ROME — Pope Francis has placed the first American black Catholic priest on track for sainthood, declaring him to be “venerable” on Wednesday.
Father Augustine Tolton’s (1854-1897) new titled of “venerable” signifies that the Church has scrutinized his life and found that he practiced “heroic virtue,” a condition for beatification and canonization.
Born into a family of slaves, Tolton’s baptismal record doesn’t even mention his name but simply reads: “A colored child, born April 1, 1854, son of Peter Tolton and Martha Chisley, property of Stephen Eliot; Mrs. Stephen Eliot, sponsor; May 29, 1854. (signed) Father John O’Sullivan.”
Tolton later studied for the priesthood in Rome since blacks were not accepted in U.S. seminaries at the time. He was ordained a priest on April 4, 1886 at the Pope’s cathedral — the Basilica of Saint John Lateran in Rome — and celebrated his first Mass in St. Peter’s Basilica on Easter Sunday 1886.
“Today’s news is not only exciting for Catholics across the Diocese of Springfield in Illinois, but also for the entire Christian world,” said Bishop Thomas John Paprocki of the Springfield Diocese.
“Father Tolton’s story, from slave to priest, is an incredible journey that shows how God has a plan for all of us,” he said. “Father Tolton overcame the odds of slavery, prejudice, and racism, to become a humble priest and someone we should model our lives after.”
Five years ago, the Archdiocese of Chicago closed the final diocesan phase of the investigation into the life and virtues of Father Tolton and sent his case on to Rome.
At the time, the late Cardinal Francis George wished to personally preside over the closing ceremony of the process despite his poor health, saying he believed that promoting Fr. Tolton’s cause for sainthood was one of the most important things he did in all his years as Archbishop of Chicago.
“Many Catholics might not ever have heard of Fr. Augustus Tolton, but black Catholics most probably have,” the cardinal said in 2010.
“It was said that I would be the only priest of my race in America and would not likely succeed,” Tolton once wrote. But “Cardinal Simeoni said, ‘America has been called the most enlightened nation; we’ll see if it deserves that honor. If America has never seen a black priest, it has to see one now.’”

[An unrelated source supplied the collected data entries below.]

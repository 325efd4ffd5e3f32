// SPDX-FileCopyrightText: 2026 Zapfunil Contributors
// SPDX-License-Identifier: MIT OR Apache-2.0

//! Post-qualification material sequencing.
//!
//! Sends the unit's photos, presentation video, the guest-count-matched
//! promotional PDF, and (while enabled) the seasonal promo video, each
//! category preceded by its configured caption with `{{unidade}}`
//! interpolation. Sends are spaced by a configurable delay so the provider
//! neither rate-limits nor reorders them. A failed item aborts the
//! remainder; the qualification outcome is unaffected.

use std::collections::HashMap;
use std::time::Duration;

use tracing::debug;
use zapfunil_config::UnitMaterials;
use zapfunil_core::{template, MessageGateway, ZapfunilError};

/// Send the material sequence for one unit. Returns how many outbound
/// sends went through.
pub async fn send_materials(
    gateway: &dyn MessageGateway,
    instance_id: &str,
    phone: &str,
    unit: &str,
    materials: &UnitMaterials,
    guest_count: Option<i64>,
    delay: Duration,
) -> Result<usize, ZapfunilError> {
    let vars: HashMap<String, String> =
        HashMap::from([("unidade".to_string(), unit.to_string())]);
    let mut sent = 0usize;

    if !materials.photos.is_empty() {
        if let Some(caption) = &materials.photo_caption {
            pace(delay, sent).await;
            gateway
                .send_text(instance_id, phone, &template::render(caption, &vars))
                .await?;
            sent += 1;
        }
        for photo in &materials.photos {
            pace(delay, sent).await;
            gateway.send_image(instance_id, phone, photo, None).await?;
            sent += 1;
        }
    }

    if let Some(video) = &materials.video {
        if let Some(caption) = &materials.video_caption {
            pace(delay, sent).await;
            gateway
                .send_text(instance_id, phone, &template::render(caption, &vars))
                .await?;
            sent += 1;
        }
        pace(delay, sent).await;
        gateway.send_video(instance_id, phone, video, None).await?;
        sent += 1;
    }

    if let Some(tier) = pick_pdf_tier(materials, guest_count) {
        if let Some(caption) = &materials.pdf_caption {
            pace(delay, sent).await;
            gateway
                .send_text(instance_id, phone, &template::render(caption, &vars))
                .await?;
            sent += 1;
        }
        pace(delay, sent).await;
        let filename = tier
            .url
            .rsplit('/')
            .next()
            .unwrap_or("apresentacao.pdf");
        gateway
            .send_document(instance_id, phone, &tier.url, filename, None)
            .await?;
        sent += 1;
    }

    if materials.seasonal_enabled {
        if let Some(video) = &materials.seasonal_video {
            if let Some(caption) = &materials.seasonal_caption {
                pace(delay, sent).await;
                gateway
                    .send_text(instance_id, phone, &template::render(caption, &vars))
                    .await?;
                sent += 1;
            }
            pace(delay, sent).await;
            gateway.send_video(instance_id, phone, video, None).await?;
            sent += 1;
        }
    }

    debug!(unit, sent, "material sequence finished");
    Ok(sent)
}

/// Space consecutive sends; the first one goes out immediately.
async fn pace(delay: Duration, already_sent: usize) {
    if already_sent > 0 && !delay.is_zero() {
        tokio::time::sleep(delay).await;
    }
}

/// The first tier whose `max_guests` covers the lead; with no guest count
/// or nothing large enough, the biggest tier.
fn pick_pdf_tier(
    materials: &UnitMaterials,
    guest_count: Option<i64>,
) -> Option<&zapfunil_config::PdfTier> {
    if materials.pdf_tiers.is_empty() {
        return None;
    }
    match guest_count {
        Some(count) => materials
            .pdf_tiers
            .iter()
            .find(|t| count <= t.max_guests)
            .or_else(|| materials.pdf_tiers.last()),
        None => materials.pdf_tiers.last(),
    }
}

After moving later to Chicago, “Father Gus,” as he was called, started the first officially recognized African-American Catholic parish in the country — Saint Monica’s, named after the mother of Saint Augustine, Father Tolton’s patron saint.
The sainthood process will now turn toward the verification of a miracle attributed to Father Tolton’s intercession, at which point the pope may declare him “blessed,” a procedure known as beatification. Authorities in Rome are reportedly already reviewing at least one potential miracle
The Diocese of Springfield in Illinois announced it may establish a shrine to honor Venerable Tolton, floating as a possible location the St. Boniface Church in Quincy, which is presently closed.